[Stored items]
======

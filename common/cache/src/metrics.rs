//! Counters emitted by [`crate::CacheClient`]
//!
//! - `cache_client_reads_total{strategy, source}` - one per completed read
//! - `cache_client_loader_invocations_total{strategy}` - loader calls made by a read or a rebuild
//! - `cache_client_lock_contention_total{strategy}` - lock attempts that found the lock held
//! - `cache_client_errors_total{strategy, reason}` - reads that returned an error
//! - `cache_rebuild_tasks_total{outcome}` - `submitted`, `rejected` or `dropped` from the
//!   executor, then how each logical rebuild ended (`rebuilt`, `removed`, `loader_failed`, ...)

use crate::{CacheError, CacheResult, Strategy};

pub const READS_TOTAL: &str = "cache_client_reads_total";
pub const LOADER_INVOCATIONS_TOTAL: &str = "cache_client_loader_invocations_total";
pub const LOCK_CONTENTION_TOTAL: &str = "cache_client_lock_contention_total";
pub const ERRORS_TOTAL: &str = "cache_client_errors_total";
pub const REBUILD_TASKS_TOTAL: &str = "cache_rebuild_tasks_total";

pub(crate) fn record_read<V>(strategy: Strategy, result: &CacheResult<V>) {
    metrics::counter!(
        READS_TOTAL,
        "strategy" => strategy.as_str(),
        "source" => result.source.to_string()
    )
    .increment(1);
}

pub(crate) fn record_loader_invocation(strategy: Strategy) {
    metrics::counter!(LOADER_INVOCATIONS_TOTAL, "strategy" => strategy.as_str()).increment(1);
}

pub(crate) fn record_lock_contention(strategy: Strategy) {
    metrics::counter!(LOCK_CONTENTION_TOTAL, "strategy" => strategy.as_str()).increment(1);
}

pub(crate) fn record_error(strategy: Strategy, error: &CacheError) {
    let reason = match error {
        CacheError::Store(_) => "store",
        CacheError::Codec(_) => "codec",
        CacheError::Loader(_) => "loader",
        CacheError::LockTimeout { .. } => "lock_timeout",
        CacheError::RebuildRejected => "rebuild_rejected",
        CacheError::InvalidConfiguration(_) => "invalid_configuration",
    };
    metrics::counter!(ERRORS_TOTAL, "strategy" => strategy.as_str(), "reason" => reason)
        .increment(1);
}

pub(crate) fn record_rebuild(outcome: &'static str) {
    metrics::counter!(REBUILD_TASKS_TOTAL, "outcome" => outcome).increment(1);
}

======

■ WORK REQUIRED ■
What is needed here is every record above, repeated exactly.

■ YOUR RESPONSE ■
filename common/cache/src/metrics.rs
//! Counters emitted by [`crate::CacheClient`]
//!
//! - `cache_client_reads_total{strategy, source}` - one per completed read
//! - `cache_client_loader_invocations_total{strategy}` - loader calls made by a read or a rebuild
//! - `cache_client_lock_contention_total{strategy}` - lock attempts that found the lock held
//! - `cache_client_errors_total{strategy, reason}` - reads that returned an error
//! - `cache_rebuild_tasks_total{outcome}` - `submitted`, `rejected` or `dropped` from the
//!   executor, then how each logical rebuild ended (`rebuilt`, `removed`, `loader_failed`, ...)

use crate::{CacheError, CacheResult, Strategy};

pub const READS_TOTAL: &str = "cache_client_reads_total";
pub const LOADER_INVOCATIONS_TOTAL: &str = "cache_client_loader_invocations_total";
pub const LOCK_CONTENTION_TOTAL: &str = "cache_client_lock_contention_total";
pub const ERRORS_TOTAL: &str = "cache_client_errors_total";
pub const REBUILD_TASKS_TOTAL: &str = "cache_rebuild_tasks_total";

pub(crate) fn record_read<V>(strategy: Strategy, result: &CacheResult<V>) {
    metrics::counter!(
        READS_TOTAL,
        "strategy" => strategy.as_str(),
        "source" => result.source.to_string()
    )
    .increment(1);
}

pub(crate) fn record_loader_invocation(strategy: Strategy) {
    metrics::counter!(LOADER_INVOCATIONS_TOTAL, "strategy" => strategy.as_str()).increment(1);
}

pub(crate) fn record_lock_contention(strategy: Strategy) {
    metrics::counter!(LOCK_CONTENTION_TOTAL, "strategy" => strategy.as_str()).increment(1);
}

pub(crate) fn record_error(strategy: Strategy, error: &CacheError) {
    let reason = match error {
        CacheError::Store(_) => "store",
        CacheError::Codec(_) => "codec",
        CacheError::Loader(_) => "loader",
        CacheError::LockTimeout { .. } => "lock_timeout",
        CacheError::RebuildRejected => "rebuild_rejected",
        CacheError::InvalidConfiguration(_) => "invalid_configuration",
    };
    metrics::counter!(ERRORS_TOTAL, "strategy" => strategy.as_str(), "reason" => reason)
        .increment(1);
}

pub(crate) fn record_rebuild(outcome: &'static str) {
    metrics::counter!(REBUILD_TASKS_TOTAL, "outcome" => outcome).increment(1);
}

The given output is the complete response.